+++ Study material +++

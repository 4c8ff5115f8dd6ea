use crate::{
    api::{Paginated, RentalListResponse},
    auth::auth::AuthUser,
    model::rental::Rental,
    service::{
        rental::{self as rental_service, CreateRental, RentalDetail, RentalQuery},
        settings,
    },
};
use actix_web::{HttpResponse, Responder, web};
use sqlx::MySqlPool;

#[utoipa::path(
    post,
    path = "/api/rentals",
    request_body = CreateRental,
    responses(
        (status = 201, body = RentalDetail),
        (status = 400, description = "No items or invalid dates"),
        (status = 404, description = "Unknown equipment")
    ),
    tag = "Rental",
    security(("bearer_auth" = []))
)]
pub async fn create_rental(
    auth: AuthUser,
    pool: web::Data<MySqlPool>,
    payload: web::Json<CreateRental>,
) -> actix_web::Result<impl Responder> {
    auth.require_hr_or_admin()?;

    let rental = rental_service::create(pool.get_ref(), &payload, auth.user_id).await?;
    Ok(HttpResponse::Created().json(rental))
}

#[utoipa::path(
    get,
    path = "/api/rentals",
    params(RentalQuery),
    responses((status = 200, body = RentalListResponse)),
    tag = "Rental",
    security(("bearer_auth" = []))
)]
pub async fn list_rentals(
    auth: AuthUser,
    pool: web::Data<MySqlPool>,
    query: web::Query<RentalQuery>,
) -> actix_web::Result<impl Responder> {
    auth.require_hr_or_admin()?;

    let per_page = settings::pagination_size(pool.get_ref()).await;
    let (rentals, page, total) = rental_service::list(pool.get_ref(), &query, per_page).await?;
    Ok(HttpResponse::Ok().json(Paginated::new(rentals, page, total)))
}

#[utoipa::path(
    get,
    path = "/api/rentals/overdue",
    responses((status = 200, description = "Active rentals past their expected end", body = [Rental])),
    tag = "Rental",
    security(("bearer_auth" = []))
)]
pub async fn overdue_rentals(auth: AuthUser, pool: web::Data<MySqlPool>) -> actix_web::Result<impl Responder> {
    auth.require_hr_or_admin()?;

    let rentals = rental_service::overdue(pool.get_ref()).await?;
    Ok(HttpResponse::Ok().json(rentals))
}

#[utoipa::path(
    get,
    path = "/api/rentals/{rental_id}",
    params(("rental_id", Path, description = "Rental ID")),
    responses(
        (status = 200, body = RentalDetail),
        (status = 404, description = "Rental not found")
    ),
    tag = "Rental",
    security(("bearer_auth" = []))
)]
pub async fn get_rental(
    auth: AuthUser,
    pool: web::Data<MySqlPool>,
    path: web::Path<u64>,
) -> actix_web::Result<impl Responder> {
    auth.require_hr_or_admin()?;

    let rental = rental_service::get(pool.get_ref(), path.into_inner()).await?;
    Ok(HttpResponse::Ok().json(rental))
}

/// Activate Rental
///
/// Every item's equipment must be available; it is marked rented.
#[utoipa::path(
    put,
    path = "/api/rentals/{rental_id}/activate",
    params(("rental_id", Path, description = "Rental ID")),
    responses(
        (status = 200, body = RentalDetail),
        (status = 409, description = "Equipment is not available"),
        (status = 422, description = "Rental is not pending")
    ),
    tag = "Rental",
    security(("bearer_auth" = []))
)]
pub async fn activate_rental(
    auth: AuthUser,
    pool: web::Data<MySqlPool>,
    path: web::Path<u64>,
) -> actix_web::Result<impl Responder> {
    auth.require_hr_or_admin()?;

    let rental = rental_service::activate(pool.get_ref(), path.into_inner()).await?;
    Ok(HttpResponse::Ok().json(rental))
}

#[utoipa::path(
    put,
    path = "/api/rentals/{rental_id}/complete",
    params(("rental_id", Path, description = "Rental ID")),
    responses(
        (status = 200, body = RentalDetail),
        (status = 422, description = "Rental is not active")
    ),
    tag = "Rental",
    security(("bearer_auth" = []))
)]
pub async fn complete_rental(
    auth: AuthUser,
    pool: web::Data<MySqlPool>,
    path: web::Path<u64>,
) -> actix_web::Result<impl Responder> {
    auth.require_hr_or_admin()?;

    let rental = rental_service::complete(pool.get_ref(), path.into_inner(), auth.user_id).await?;
    Ok(HttpResponse::Ok().json(rental))
}

#[utoipa::path(
    put,
    path = "/api/rentals/{rental_id}/cancel",
    params(("rental_id", Path, description = "Rental ID")),
    responses(
        (status = 200, body = RentalDetail),
        (status = 422, description = "Rental already finished")
    ),
    tag = "Rental",
    security(("bearer_auth" = []))
)]
pub async fn cancel_rental(
    auth: AuthUser,
    pool: web::Data<MySqlPool>,
    path: web::Path<u64>,
) -> actix_web::Result<impl Responder> {
    auth.require_hr_or_admin()?;

    let rental = rental_service::cancel(pool.get_ref(), path.into_inner()).await?;
    Ok(HttpResponse::Ok().json(rental))
}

+++

Find the string "RentalQuery" in the records, then copy each line where it occurs.

        rental::{self as rental_service, CreateRental, RentalDetail, RentalQuery},
    params(RentalQuery),
    query: web::Query<RentalQuery>,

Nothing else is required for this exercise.